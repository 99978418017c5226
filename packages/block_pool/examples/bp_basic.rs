//! Basic usage of `BlockPool` as backing storage for values with stable addresses.

use std::num::NonZero;

use block_pool::BlockPool;

#[derive(Debug)]
struct Point {
    x: f32,
    y: f32,
}

fn main() {
    let mut pool = BlockPool::builder()
        .block_layout_of::<Point>()
        .growth(NonZero::new(16).unwrap())
        .build()
        .unwrap();

    let mut points = Vec::new();

    for i in 0..20_u16 {
        let block = pool.allocate().unwrap().cast::<Point>();

        // SAFETY: The block is sized and aligned for a Point and nobody else uses it.
        unsafe {
            block.write(Point {
                x: f32::from(i),
                y: f32::from(i) * 2.0,
            });
        }

        points.push(block);
    }

    println!(
        "{} blocks in use across {} chunks (capacity {})",
        pool.len(),
        pool.chunk_count(),
        pool.capacity()
    );

    // SAFETY: The block holds an initialized Point.
    println!("first point: {:?}", unsafe { points[0].as_ref() });

    for block in points {
        // SAFETY: The block holds an initialized Point that we drop exactly once, after which we
        // hand the block back to the pool it came from.
        unsafe {
            block.drop_in_place();
            pool.release(block.cast());
        }
    }

    println!("after release: {} in use, {} vacant", pool.len(), pool.vacant());
}
// Copyright 2026 James Casey
// SPDX-License-Identifier: Apache-2.0

//! Lexical analysis for L++ source code.
//!
//! The [`Scanner`] converts source text into a sentinel-bounded
//! [`TokenStream`], classifying words into keyword, unit, parameter,
//! function, primitive, looping, import, and identifier subtypes. Each
//! token carries a byte [`Span`] and a zero-based line/column
//! [`Position`] (tab stops of 8).
//!
//! ```
//! use lpp_core::source_analysis::{scan, TokenKind};
//!
//! let (stream, diagnostics) = scan("reagent broth { 500 mL; }");
//! assert!(!diagnostics.has_errors());
//! ```
//!
//! Two post-lexical passes refine the stream: [`find_identifiers`]
//! collects declared names, and [`find_chemicals`] reclassifies the
//! remaining identifiers inside `reaction`/`reagent` regions as
//! chemical tokens (resolved to canonical formulas by
//! [`crate::chem`]).
//!
//! Lexical errors are recoverable and land in the [`Diagnostics`]
//! collector; scanning continues past them where feasible.

mod error;
mod identifiers;
mod lexer;
mod span;
mod token;

#[cfg(test)]
mod lexer_property_tests;

pub use error::{Diagnostic, Diagnostics, LexError, LexErrorKind, Severity};
pub use identifiers::{find_chemicals, find_identifiers};
pub use lexer::{scan, Scanner};
pub use span::{Position, Span, TAB_WIDTH};
pub use token::{
    classify_word, Function, Keyword, LoopKind, Param, Primitive, Symbol, Token, TokenKind,
    TokenStream,
};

**EXERCISE PROMPT**
Please retype, exactly as written, every line from the line containing "stops of 8)." through the last line of the records above, including both of those lines, and nothing else.

**TASK RESPONSE**
//! [`Position`] (tab stops of 8).
//!
//! ```
//! use lpp_core::source_analysis::{scan, TokenKind};
//!
//! let (stream, diagnostics) = scan("reagent broth { 500 mL; }");
//! assert!(!diagnostics.has_errors());
//! ```
//!
//! Two post-lexical passes refine the stream: [`find_identifiers`]
//! collects declared names, and [`find_chemicals`] reclassifies the
//! remaining identifiers inside `reaction`/`reagent` regions as
//! chemical tokens (resolved to canonical formulas by
//! [`crate::chem`]).
//!
//! Lexical errors are recoverable and land in the [`Diagnostics`]
//! collector; scanning continues past them where feasible.

mod error;
mod identifiers;
mod lexer;
mod span;
mod token;

#[cfg(test)]
mod lexer_property_tests;

pub use error::{Diagnostic, Diagnostics, LexError, LexErrorKind, Severity};
pub use identifiers::{find_chemicals, find_identifiers};
pub use lexer::{scan, Scanner};
pub use span::{Position, Span, TAB_WIDTH};
pub use token::{
    classify_word, Function, Keyword, LoopKind, Param, Primitive, Symbol, Token, TokenKind,
    TokenStream,
};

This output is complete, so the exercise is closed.